Fiction : Cataclysme sportif

Il se repassait ce satané match de foot. Celui durant lequel son équipe favorite avait perdu en finale de la coupe des unions fédérées et antinomiques. Cet été, il s’est repassé le match une dizaine de fois l’après-midi. C’est vrai que c’étaient les vacances scolaires et il avait du temps pour ressasser cette défaite. Pourtant, à chaque fois qu’il se repassait le match, il espérait que le score change, que son équipe parvienne enfin à marquer le but libérateur après avoir dominé toute la rencontre. Au lieu de ça, le même scénario devant ses yeux, chaque après-midi : la défaite aux tirs au but, toujours le même faux espoir, et la déception constamment ressassée comme un plaisir malsain teinté d’espoir surnaturel.

Pourtant, en ce vendredi après-midi, une folie se produisit en ce mois d’août encore ensoleillé à 18h dans un contexte de fin de vacances et de détente inférieure à la pulsion des vacances passées dans le Sud. Il vit à la télé son équipe marquer 1 minute avant la fin de la prolongation. Elle était sacrée championne de la coupe des unions fédérées et antinomiques. D’abord, il exultait dans une logique de déception enfin vaincue. Un soulagement intempestif illuminait son corps, grandi et devenu beau, puissant et gracieux. Comment ce miracle a-t-il pu se produire alors qu’au loin des chiens aboyaient dans une insignifiance personnelle qui donnait toutefois de l’écho à ce miracle mérité mais qui a mis une claque gênante au réel. Comment allait-il vivre cela après l’exultation ? S’angoisser par ce surnaturel qui brise des lames, envahit des terrains de perdants pour leur donner une couronne violente dans un nuage brumeux et intrusif.

Non, il se mit à croire au miracle ; Il y voyait une force surnaturelle qui viendrait tacler les injustices et les expulser du banc d’une société qui commençait à décliner et agacer les êtres supérieurs de ce monde ou d’un autre monde. Il décida alors de se repasser en VHS tous les événements dramatiques du monde en pensant que sa volonté permettrait de modifier ces événements afin qu’ils aient une issue positive. Hélas, ça ne marchait pas. Pire, des événements plus graves que ceux s’étant déroulés dans le passé se produisirent. Au fur et à mesure qu’il se repassait les films d’événements dramatiques prélude à une destruction souhaitée des êtres malfaisants, des événements de plus en plus grave et de plus en plus immoraux se produisirent. Leur cruauté est indescriptible par des faits odieux et des tortures mentales qui feraient vaciller les lions les plus dévorateurs.

Il se mit alors à se détester, puis à se haïr, puis à haïr cette fameuse défaite qui s’est transformée, il ne sait par quel faux-Dieu, en fait Diable, en victoire. Il se dit que convoquer la magie pour modifier des événements insignifiants au regard de l’intérêt et de la morale mondiale, pouvait aggraver un monde déjà meurtri par les horreurs du passé qui transcendent encore le présent et qui se garde une place au chaud dans cet avenir démoniaque bien qu’humain. Pouvait-il revenir en arrière ? Pour le savoir, il devrait regarder de nouveau le match en espérant cette fois la défaite de son équipe dont les joueurs étaient originaires des 4 coins d’une seule maison partagée en appartements froids mais réchauffée par le travail et la performance. C’est ce qu’il fit et s’opéra un retour à la case départ : son équipe perdit aux tirs au but. La défaite de nouveau convoquée mais non moins provoquée par la même magie qui avait pour but de se mettre au service cette fois du réel.
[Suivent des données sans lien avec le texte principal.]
//! CLI command definitions

use clap::Parser;
use std::path::PathBuf;

/// CLI arguments for statehouse
#[derive(Parser, Debug)]
#[command(name = "statehouse")]
#[command(author, version, about = "Terminal assistant for New York State legislation")]
#[command(long_about = r#"
Statehouse answers questions about New York State legislation from your
terminal. Replies stream in live, and bill print numbers (S1528, A405B)
become links you can follow with --bill.

Modes:
  statehouse "question"     One-shot: ask, get the answer, exit
  statehouse --chat         Interactive chat with conversation history
  statehouse --bill S1528   Look up a bill in the Open Legislation API

Configuration files are loaded from (in priority order):
1. --config <path>        Explicit config file
2. ./statehouse.toml      Project-level config
3. ~/.config/statehouse/config.toml   Global config

Example:
  statehouse "What does S1528 change about drug pricing?"
  statehouse --chat -m gpt-4o
  statehouse --bill A405B
  statehouse --chat --export-html session.html
"#)]
pub struct Cli {
    /// The question to ask (not required with --chat or --bill)
    pub question: Option<String>,

    /// Start interactive chat mode
    #[arg(short, long)]
    pub chat: bool,

    /// Look up a bill by print number instead of asking a question
    #[arg(short, long, value_name = "PRINT_NO")]
    pub bill: Option<String>,

    /// Model to use for answers
    #[arg(short, long, value_name = "MODEL")]
    pub model: Option<String>,

    /// Write an HTML transcript of the session to this file on exit
    #[arg(long, value_name = "PATH")]
    pub export_html: Option<PathBuf>,

    /// Verbosity level (-v = info, -vv = debug, -vvv = trace)
    #[arg(short, long, action = clap::ArgAction::Count)]
    pub verbose: u8,

    /// Suppress progress indicators
    #[arg(short, long)]
    pub quiet: bool,

    /// Disable colored output
    #[arg(long)]
    pub no_color: bool,

    /// Path to configuration file
    #[arg(long, value_name = "PATH")]
    pub config: Option<PathBuf>,

    /// Disable loading of configuration files
    #[arg(long)]
    pub no_config: bool,

    /// Show configuration file locations and exit
    #[arg(long)]
    pub show_config: bool,
}

#[cfg(test)]
mod tests {
    use super::*;
    use clap::CommandFactory;

    #[test]
    fn cli_definition_is_consistent() {
        Cli::command().debug_assert();
    }

    #[test]
    fn parses_one_shot_question() {
        let cli = Cli::try_parse_from(["statehouse", "what is S1528?"]).unwrap();
        assert_eq!(cli.question.as_deref(), Some("what is S1528?"));
        assert!(!cli.chat);
        assert!(cli.bill.is_none());
    }

    #[test]
    fn parses_bill_lookup_with_flags() {
        let cli =
            Cli::try_parse_from(["statehouse", "--bill", "S1528", "--no-color", "-vv"]).unwrap();
        assert_eq!(cli.bill.as_deref(), Some("S1528"));
        assert!(cli.no_color);
        assert_eq!(cli.verbose, 2);
    }
}
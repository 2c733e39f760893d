//! Ask Assistant use case.
//!
//! Executes one question/answer exchange: opens a session, streams the
//! reply through the progress port, and returns the full text with bill
//! references auto-linked.
//!
//! Cancellation is caller-owned: the caller may pass a
//! [`CancellationToken`] (wired to Ctrl-C in the chat REPL) and the
//! stream is abandoned as soon as it fires.

use crate::ports::llm_gateway::{GatewayError, LlmGateway, LlmSession, SessionOptions};
use crate::ports::progress::StreamProgress;
use crate::ports::transcript::{NoTranscriptLogger, TranscriptLogger};
use statehouse_domain::util::preview;
use statehouse_domain::{ChatTurn, autolink_bill_references};
use std::sync::Arc;
use thiserror::Error;
use tokio_util::sync::CancellationToken;
use tracing::{debug, info};

/// System prompt establishing the assistant persona.
///
/// Asking for print numbers in replies is what makes auto-linking land:
/// the linker only recognizes the `S1528` / `A405B` token shape.
const SYSTEM_PROMPT: &str = "You are a legislative research assistant for New York State. \
Answer questions about bills, resolutions, sponsors, and the legislative process. \
Refer to bills by their print number (for example S1528 or A405B). \
Format answers as markdown.";

/// Errors that can occur during an ask exchange.
#[derive(Error, Debug)]
pub enum AskError {
    #[error("Gateway error: {0}")]
    Gateway(#[from] GatewayError),

    #[error("Cancelled")]
    Cancelled,

    #[error("No response from model")]
    EmptyReply,
}

/// Input for the [`AskAssistantUseCase`].
#[derive(Debug, Clone)]
pub struct AskInput {
    /// The user's question.
    pub question: String,
    /// Session parameters. A missing system prompt is filled with the
    /// assistant persona.
    pub options: SessionOptions,
}

impl AskInput {
    pub fn new(question: impl Into<String>, options: SessionOptions) -> Self {
        Self {
            question: question.into(),
            options,
        }
    }
}

/// Result of a completed ask exchange.
#[derive(Debug, Clone)]
pub struct AskOutcome {
    /// The reply exactly as accumulated from the stream.
    pub raw: String,
    /// The reply with bare bill references turned into internal links.
    pub linked: String,
}

/// Use case for one question/answer exchange with the assistant.
pub struct AskAssistantUseCase {
    gateway: Arc<dyn LlmGateway>,
    transcript: Arc<dyn TranscriptLogger>,
}

impl AskAssistantUseCase {
    pub fn new(gateway: Arc<dyn LlmGateway>) -> Self {
        Self {
            gateway,
            transcript: Arc::new(NoTranscriptLogger),
        }
    }

    /// Create with a transcript logger.
    pub fn with_transcript_logger(mut self, logger: Arc<dyn TranscriptLogger>) -> Self {
        self.transcript = logger;
        self
    }

    /// Open a session, filling in the assistant persona when the caller
    /// has no system prompt of its own.
    ///
    /// The chat REPL opens one session and runs many [`Self::ask`]
    /// exchanges on it so the conversation keeps its history.
    pub async fn open_session(
        &self,
        options: &SessionOptions,
    ) -> Result<Box<dyn LlmSession>, AskError> {
        let mut options = options.clone();
        if options.system_prompt.is_none() {
            options.system_prompt = Some(SYSTEM_PROMPT.to_string());
        }
        Ok(self.gateway.open_session(&options).await?)
    }

    /// Run one exchange on an already open session.
    ///
    /// When `cancellation` is given and fires mid-stream the exchange
    /// returns [`AskError::Cancelled`]; deltas already delivered to
    /// `progress` stand, but nothing is logged to the transcript.
    pub async fn ask(
        &self,
        session: &dyn LlmSession,
        question: &str,
        progress: &dyn StreamProgress,
        cancellation: Option<&CancellationToken>,
    ) -> Result<AskOutcome, AskError> {
        info!("Starting ask: {}", preview(question, 100));
        let model = session.model().to_string();

        progress.on_stream_start();
        let handle = session.send_streaming(question).await?;

        let collect = handle.collect_with(|chunk, total| progress.on_delta(chunk, total));
        let raw = match cancellation {
            Some(token) => {
                tokio::select! {
                    biased;
                    _ = token.cancelled() => {
                        progress.on_stream_end();
                        debug!("Ask cancelled mid-stream");
                        return Err(AskError::Cancelled);
                    }
                    result = collect => result?,
                }
            }
            None => collect.await?,
        };
        progress.on_stream_end();

        if raw.is_empty() {
            return Err(AskError::EmptyReply);
        }

        let linked = autolink_bill_references(&raw);
        debug!(bytes = raw.len(), model = %model, "Ask completed");

        self.transcript
            .log_turn(&ChatTurn::new(model, question, &linked));

        Ok(AskOutcome { raw, linked })
    }

    /// Execute a one-shot exchange: open a session, ask, done.
    pub async fn execute(
        &self,
        input: AskInput,
        progress: &dyn StreamProgress,
        cancellation: Option<&CancellationToken>,
    ) -> Result<AskOutcome, AskError> {
        let session = self.open_session(&input.options).await?;
        self.ask(session.as_ref(), &input.question, progress, cancellation)
            .await
    }
}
Il constata que les événements aussi dramatiques soient-ils étaient revenus à la normale en ce lundi, suite à un week-end de terreur et presque inconscient par les ardeurs et la tourmente. Il put enfin trouver l’apaisement. Il comprit : la souffrance infligée ou subie peut avoir de conséquences plus dramatiques si on essaie de l’éliminer car l’ordre des choses est clair et que le fil de l’histoire est tissé. Il prit une plume pour écrire bien que de nouveaux moyens technologiques étaient à sa disposition. Ses écrits et lectures furent intenses et son contact avec le monde extérieur filtré par son intelligence et son dévouement au travail mondial.